Today, wild sandalwood is also harvested for commercial purposes—such as the production of fragrant oils for use in cosmetics and pharmaceuticals, and timber used in incense.
"First Nations people are being deprived of the opportunity to derive sustainable income from their lands"
The sustainable harvesting and seeding practices of wild sandalwood by First Nations enterprises are recognised and respected internationally and locally. First Nations relationship with sandalwood species is not simply about business, it is also a spiritual and cultural responsibility.
Recognising the sustainable practices of Aboriginal custodianship, the WA Sandalwood Taskforce recommended in 2020 that the annual quota of wild sandalwood harvest for Aboriginal groups be increased from 10 to 20 per cent of the annual wild sandalwood harvest.
Indeed, greater access to harvest already dead sandalwood trees on traditional lands is the ultimate sustainability story and an important value consideration for the end users of sandalwood products—such as emerging ecologically aware markets and consumers.
It has recently been estimated that the population of Australian sandalwood trees has declined by up to 90 per cent since the advent of commercial harvesting.
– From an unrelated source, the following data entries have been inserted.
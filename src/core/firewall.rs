//! Plain firewall rules (`/firewall/...`)
//!
//! The older sibling of the PFW engine: no schedules, no client lookup, and
//! deletion by attribute match instead of by index. A DELETE body is a
//! partial document; every rule whose fields equal all the given fields is
//! removed.
//!
//! Compiled maps:
//!
//! | map | table | key | value |
//! |---|---|---|---|
//! | `block` | nat | `SrcIP . DstIP . proto` | drop |
//! | `{proto}fwd` | nat | `SrcIP . SrcPort` | `DstIP . DstPort` |
//! | `{proto}anyfwd` | nat | `SrcIP` | `DstIP` |
//! | `lan_{proto}_accept` / `wan_{proto}_accept` | filter | port | accept |

use crate::core::error::{Error, Result};
use crate::core::nft_json::{NftMap, addr_json, concat, port_json, verdict};
use crate::core::rules::Protocol;
use crate::validators;
use serde::{Deserialize, Serialize};
use serde_json::{Value, json};
use strum::IntoEnumIterator;
use tracing::warn;

pub const ANY_PORT: &str = "any";

#[derive(Debug, Clone, Serialize, Deserialize, PartialEq, Eq)]
#[serde(rename_all = "PascalCase")]
pub struct ForwardingRule {
    #[serde(default)]
    pub rule_name: String,
    #[serde(default)]
    pub disabled: bool,
    pub protocol: Protocol,
    #[serde(rename = "SrcIP")]
    pub src_ip: String,
    #[serde(default)]
    pub src_port: String,
    #[serde(rename = "DstIP")]
    pub dst_ip: String,
    #[serde(default)]
    pub dst_port: String,
}

impl ForwardingRule {
    pub fn validate(&self) -> Result<()> {
        validators::validate_label(&self.rule_name)
            .map_err(|e| Error::validation("RuleName", e))?;
        validators::parse_address(&self.src_ip).map_err(|e| Error::validation("SrcIP", e))?;
        let dst = validators::parse_address(&self.dst_ip)
            .map_err(|e| Error::validation("DstIP", e))?;
        let host_prefix = if dst.is_ipv4() { 32 } else { 128 };
        if dst.prefix() != host_prefix {
            return Err(Error::validation("DstIP", "must be a single address"));
        }

        if self.dst_port == ANY_PORT {
            return Ok(());
        }
        match validators::parse_port_spec(&self.dst_port) {
            Ok(Some((a, b))) if a == b => {}
            _ => return Err(Error::validation("DstPort", "must be a single port or \"any\"")),
        }
        match validators::parse_port_spec(&self.src_port) {
            Ok(Some(_)) => Ok(()),
            Ok(None) => Err(Error::validation("SrcPort", "required")),
            Err(e) => Err(Error::validation("SrcPort", e)),
        }
    }
}

#[derive(Debug, Clone, Serialize, Deserialize, PartialEq, Eq)]
#[serde(rename_all = "PascalCase")]
pub struct BlockRule {
    #[serde(default)]
    pub rule_name: String,
    #[serde(default)]
    pub disabled: bool,
    pub protocol: Protocol,
    #[serde(rename = "SrcIP")]
    pub src_ip: String,
    #[serde(rename = "DstIP")]
    pub dst_ip: String,
}

impl BlockRule {
    pub fn validate(&self) -> Result<()> {
        validators::validate_label(&self.rule_name)
            .map_err(|e| Error::validation("RuleName", e))?;
        validators::parse_address(&self.src_ip).map_err(|e| Error::validation("SrcIP", e))?;
        validators::parse_address(&self.dst_ip).map_err(|e| Error::validation("DstIP", e))?;
        Ok(())
    }
}

#[derive(Debug, Clone, Serialize, Deserialize, PartialEq, Eq)]
#[serde(rename_all = "PascalCase")]
pub struct ServicePort {
    pub protocol: Protocol,
    pub port: String,
    #[serde(default)]
    pub upstream_enabled: bool,
}

impl ServicePort {
    pub fn validate(&self) -> Result<u16> {
        match validators::parse_port_spec(&self.port) {
            Ok(Some((a, b))) if a == b && a != 0 => Ok(a),
            _ => Err(Error::validation("Port", "must be a single port 1-65535")),
        }
    }
}

#[derive(Debug, Clone, Default, Serialize, Deserialize, PartialEq, Eq)]
#[serde(rename_all = "PascalCase")]
pub struct FirewallConfig {
    #[serde(default)]
    pub forwarding_rules: Vec<ForwardingRule>,
    #[serde(default)]
    pub block_rules: Vec<BlockRule>,
    #[serde(default)]
    pub service_ports: Vec<ServicePort>,
}

impl FirewallConfig {
    pub fn add_forward(&mut self, rule: ForwardingRule) -> Result<()> {
        rule.validate()?;
        self.forwarding_rules.push(rule);
        Ok(())
    }

    pub fn add_block(&mut self, rule: BlockRule) -> Result<()> {
        rule.validate()?;
        self.block_rules.push(rule);
        Ok(())
    }

    /// Adds a service port, or updates `UpstreamEnabled` on an existing
    /// protocol/port pair.
    pub fn upsert_service_port(&mut self, port: ServicePort) -> Result<()> {
        port.validate()?;
        match self
            .service_ports
            .iter_mut()
            .find(|p| p.protocol == port.protocol && p.port == port.port)
        {
            Some(existing) => existing.upstream_enabled = port.upstream_enabled,
            None => self.service_ports.push(port),
        }
        Ok(())
    }

    pub fn delete_forward(&mut self, pattern: &Value) -> Result<usize> {
        delete_where(&mut self.forwarding_rules, pattern)
    }

    pub fn delete_block(&mut self, pattern: &Value) -> Result<usize> {
        delete_where(&mut self.block_rules, pattern)
    }

    pub fn delete_service_port(&mut self, pattern: &Value) -> Result<usize> {
        delete_where(&mut self.service_ports, pattern)
    }

    /// Every plain firewall map, including empty ones.
    pub fn compile(&self) -> Vec<NftMap> {
        let mut block = NftMap::new(
            "nat",
            "block",
            &["ipv4_addr", "ipv4_addr", "inet_proto"],
            &["verdict"],
        );
        for rule in self.block_rules.iter().filter(|r| !r.disabled) {
            let (Ok(src), Ok(dst)) = (
                validators::parse_address(&rule.src_ip),
                validators::parse_address(&rule.dst_ip),
            ) else {
                warn!(rule = %rule.rule_name, "skipping malformed block rule");
                continue;
            };
            block.push(
                concat(vec![addr_json(&src), addr_json(&dst), json!(rule.protocol.as_str())]),
                verdict("drop"),
            );
        }

        let mut maps = vec![block];

        for proto in Protocol::iter() {
            let mut fwd = NftMap::new(
                "nat",
                format!("{proto}fwd"),
                &["ipv4_addr", "inet_service"],
                &["ipv4_addr", "inet_service"],
            );
            let mut anyfwd = NftMap::new("nat", format!("{proto}anyfwd"), &["ipv4_addr"], &["ipv4_addr"]);

            for rule in self
                .forwarding_rules
                .iter()
                .filter(|r| !r.disabled && r.protocol == proto)
            {
                if let Err(e) = push_forward(rule, &mut fwd, &mut anyfwd) {
                    warn!(rule = %rule.rule_name, "skipping malformed forwarding rule: {e}");
                }
            }
            maps.push(fwd);
            maps.push(anyfwd);
        }

        for proto in Protocol::iter() {
            let mut lan = NftMap::new("filter", format!("lan_{proto}_accept"), &["inet_service"], &["verdict"]).exact();
            let mut wan = NftMap::new("filter", format!("wan_{proto}_accept"), &["inet_service"], &["verdict"]).exact();
            for port in self.service_ports.iter().filter(|p| p.protocol == proto) {
                let Ok(number) = port.validate() else {
                    warn!(port = %port.port, "skipping malformed service port");
                    continue;
                };
                lan.push(json!(number), verdict("accept"));
                if port.upstream_enabled {
                    wan.push(json!(number), verdict("accept"));
                }
            }
            maps.push(lan);
            maps.push(wan);
        }

        maps
    }
}

fn push_forward(rule: &ForwardingRule, fwd: &mut NftMap, anyfwd: &mut NftMap) -> Result<()> {
    rule.validate()?;
    let src = validators::parse_address(&rule.src_ip).map_err(|e| Error::validation("SrcIP", e))?;
    let dst = validators::parse_address(&rule.dst_ip).map_err(|e| Error::validation("DstIP", e))?;

    if rule.dst_port == ANY_PORT {
        anyfwd.push(addr_json(&src), addr_json(&dst));
        return Ok(());
    }

    let (src_start, src_end) = validators::parse_port_spec(&rule.src_port)
        .map_err(|e| Error::validation("SrcPort", e))?
        .ok_or_else(|| Error::validation("SrcPort", "required"))?;
    let (dst_port, _) = validators::parse_port_spec(&rule.dst_port)
        .map_err(|e| Error::validation("DstPort", e))?
        .ok_or_else(|| Error::validation("DstPort", "required"))?;

    fwd.push(
        concat(vec![addr_json(&src), port_json(src_start, src_end)]),
        concat(vec![addr_json(&dst), json!(dst_port)]),
    );
    Ok(())
}

/// Removes every entry whose serialized fields equal all fields of `pattern`.
///
/// # Errors
///
/// - `Validation` when the pattern is not a non-empty object or names a
///   field the entries do not have
/// - `NotFound` when nothing matched
pub fn delete_where<T: Serialize>(entries: &mut Vec<T>, pattern: &Value) -> Result<usize> {
    let fields = pattern
        .as_object()
        .filter(|o| !o.is_empty())
        .ok_or_else(|| Error::validation("body", "expected a non-empty JSON object"))?;

    let serialized: Vec<Value> = entries
        .iter()
        .map(serde_json::to_value)
        .collect::<std::result::Result<_, _>>()?;

    if let Some(sample) = serialized.first().and_then(Value::as_object)
        && let Some(unknown) = fields.keys().find(|k| !sample.contains_key(*k))
    {
        return Err(Error::validation(unknown.clone(), "unknown field"));
    }

    let keep: Vec<bool> = serialized
        .iter()
        .map(|value| !fields.iter().all(|(k, v)| value.get(k) == Some(v)))
        .collect();

    let removed = keep.iter().filter(|k| !**k).count();
    if removed == 0 {
        return Err(Error::not_found("no matching rules"));
    }

    let mut flags = keep.into_iter();
    entries.retain(|_| flags.next().unwrap_or(true));
    Ok(removed)
}

#[cfg(test)]
mod tests {
    use super::*;

    fn fwd(src_port: &str, dst_port: &str) -> ForwardingRule {
        ForwardingRule {
            rule_name: "web".into(),
            disabled: false,
            protocol: Protocol::Tcp,
            src_ip: "0.0.0.0/0".into(),
            src_port: src_port.into(),
            dst_ip: "192.168.2.20".into(),
            dst_port: dst_port.into(),
        }
    }

    fn block(src: &str, dst: &str) -> BlockRule {
        BlockRule {
            rule_name: String::new(),
            disabled: false,
            protocol: Protocol::Udp,
            src_ip: src.into(),
            dst_ip: dst.into(),
        }
    }

    fn find<'a>(maps: &'a [NftMap], name: &str) -> &'a NftMap {
        maps.iter().find(|m| m.name == name).unwrap()
    }

    #[test]
    fn test_forward_validation() {
        assert!(fwd("8080", "80").validate().is_ok());
        assert!(fwd("8000-8010", "80").validate().is_ok());
        assert!(fwd("", "any").validate().is_ok());
        assert!(fwd("", "80").validate().is_err());
        assert!(fwd("80", "80-90").validate().is_err());
        assert!(fwd("80", "http").validate().is_err());

        let mut bad_dst = fwd("80", "80");
        bad_dst.dst_ip = "192.168.2.0/24".into();
        assert!(bad_dst.validate().is_err());
    }

    #[test]
    fn test_block_validation() {
        assert!(block("1.2.3.4", "5.6.7.0/24").validate().is_ok());
        assert!(block("nope", "5.6.7.8").validate().is_err());
    }

    #[test]
    fn test_service_port_upsert() {
        let mut config = FirewallConfig::default();
        let port = ServicePort {
            protocol: Protocol::Tcp,
            port: "22".into(),
            upstream_enabled: false,
        };
        config.upsert_service_port(port.clone()).unwrap();
        config
            .upsert_service_port(ServicePort {
                upstream_enabled: true,
                ..port
            })
            .unwrap();
        assert_eq!(config.service_ports.len(), 1);
        assert!(config.service_ports[0].upstream_enabled);

        assert!(
            config
                .upsert_service_port(ServicePort {
                    protocol: Protocol::Tcp,
                    port: "0".into(),
                    upstream_enabled: false,
                })
                .is_err()
        );
    }

    #[test]
    fn test_delete_where_removes_all_matches() {
        let mut config = FirewallConfig::default();
        config.add_block(block("1.1.1.1", "2.2.2.2")).unwrap();
        config.add_block(block("1.1.1.1", "3.3.3.3")).unwrap();
        config.add_block(block("9.9.9.9", "2.2.2.2")).unwrap();

        let removed = config.delete_block(&json!({"SrcIP": "1.1.1.1"})).unwrap();
        assert_eq!(removed, 2);
        assert_eq!(config.block_rules.len(), 1);
        assert_eq!(config.block_rules[0].src_ip, "9.9.9.9");
    }

    #[test]
    fn test_delete_where_errors() {
        let mut config = FirewallConfig::default();
        config.add_block(block("1.1.1.1", "2.2.2.2")).unwrap();

        assert!(matches!(
            config.delete_block(&json!({"SrcIP": "8.8.8.8"})),
            Err(Error::NotFound(_))
        ));
        assert!(matches!(
            config.delete_block(&json!({})),
            Err(Error::Validation { .. })
        ));
        assert!(matches!(
            config.delete_block(&json!({"Color": "red"})),
            Err(Error::Validation { .. })
        ));
        assert_eq!(config.block_rules.len(), 1);
    }

    #[test]
    fn test_delete_where_full_document() {
        let mut config = FirewallConfig::default();
        config.add_forward(fwd("8080", "80")).unwrap();
        config.add_forward(fwd("8081", "80")).unwrap();
        let pattern = serde_json::to_value(fwd("8080", "80")).unwrap();
        assert_eq!(config.delete_forward(&pattern).unwrap(), 1);
        assert_eq!(config.forwarding_rules[0].src_port, "8081");
    }

    #[test]
    fn test_compile_plain_maps() {
        let mut config = FirewallConfig::default();
        config.add_forward(fwd("8080", "80")).unwrap();
        config.add_forward(fwd("", "any")).unwrap();
        config.add_block(block("1.1.1.1", "2.2.2.0/24")).unwrap();
        config
            .upsert_service_port(ServicePort {
                protocol: Protocol::Udp,
                port: "53".into(),
                upstream_enabled: false,
            })
            .unwrap();

        let maps = config.compile();
        assert_eq!(maps.len(), 9);

        let tcpfwd = find(&maps, "tcpfwd");
        assert_eq!(
            tcpfwd.elements[0],
            (
                json!({"concat": [{"prefix": {"addr": "0.0.0.0", "len": 0}}, 8080]}),
                json!({"concat": ["192.168.2.20", 80]})
            )
        );
        assert_eq!(find(&maps, "tcpanyfwd").elements.len(), 1);
        assert!(find(&maps, "udpfwd").is_empty());

        let block_map = find(&maps, "block");
        assert_eq!(
            block_map.elements[0].0,
            json!({"concat": ["1.1.1.1", {"prefix": {"addr": "2.2.2.0", "len": 24}}, "udp"]})
        );
        assert_eq!(block_map.elements[0].1, json!({"drop": null}));

        assert_eq!(find(&maps, "lan_udp_accept").elements[0].0, json!(53));
        assert!(find(&maps, "wan_udp_accept").is_empty());
    }

    #[test]
    fn test_disabled_rules_not_compiled() {
        let mut config = FirewallConfig::default();
        let mut rule = block("1.1.1.1", "2.2.2.2");
        rule.disabled = true;
        config.add_block(rule).unwrap();
        assert!(find(&config.compile(), "block").is_empty());
    }
}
What is certain is that the wild sandalwood population is dwindling as a direct result of non-Aboriginal commercial harvesting.
In addition, colonial forms of agriculture have resulted in the unintended consequences for the ecosystems that sandalwood trees exist within.
Non-Aboriginal harvesting and illegal poaching has led to major vulnerability of wild sandalwood resulting in calls to restrict the harvesting of sandalwood to plantation-grown only, thus halting all wild harvest and effectively reducing the allocation afforded to Aboriginal communities to zero. It was also recently declared an endangered species by the International Union for Conservation of Nature.
While on the surface this may seem to be an apt response to this ecological crisis, we argue this response reflects age-old colonial settler inherent biases and tactics of unsustainable wealth extraction of natural resources, without reference to or respect for the sustainable harvesting and seeding methods practiced by First Nations Aboriginal communities—who are the custodians of these wild-growth sandalwood trees.
First Nations communities within the WA regions on whose lands wild sandalwood has grown, prospered, and been sustainably harvested for millennia, are also amongst the most economically impoverished in Australia.
In the shifting of all sandalwood harvesting from wild to plantation grown populations, largely non-Aboriginal interests are to benefit from the extraction of this resource, while for Aboriginal enterprises and communities this avenue for sustainable socio-economic benefit is being removed altogether.
Under Aboriginal custodianship, sandalwood thrived for thousands of years prior to European colonisation and exploitation of the tree population by non-Aboriginal interests.
Traditional Owners and native title holders argue that custodianship, development and management of wild sandalwood trees must be ceded to First Nations people for whom these trees are growing wild on their traditional lands.
- Kado Muir is a traditional owner and native title holder with interests in sustainable sandalwood business.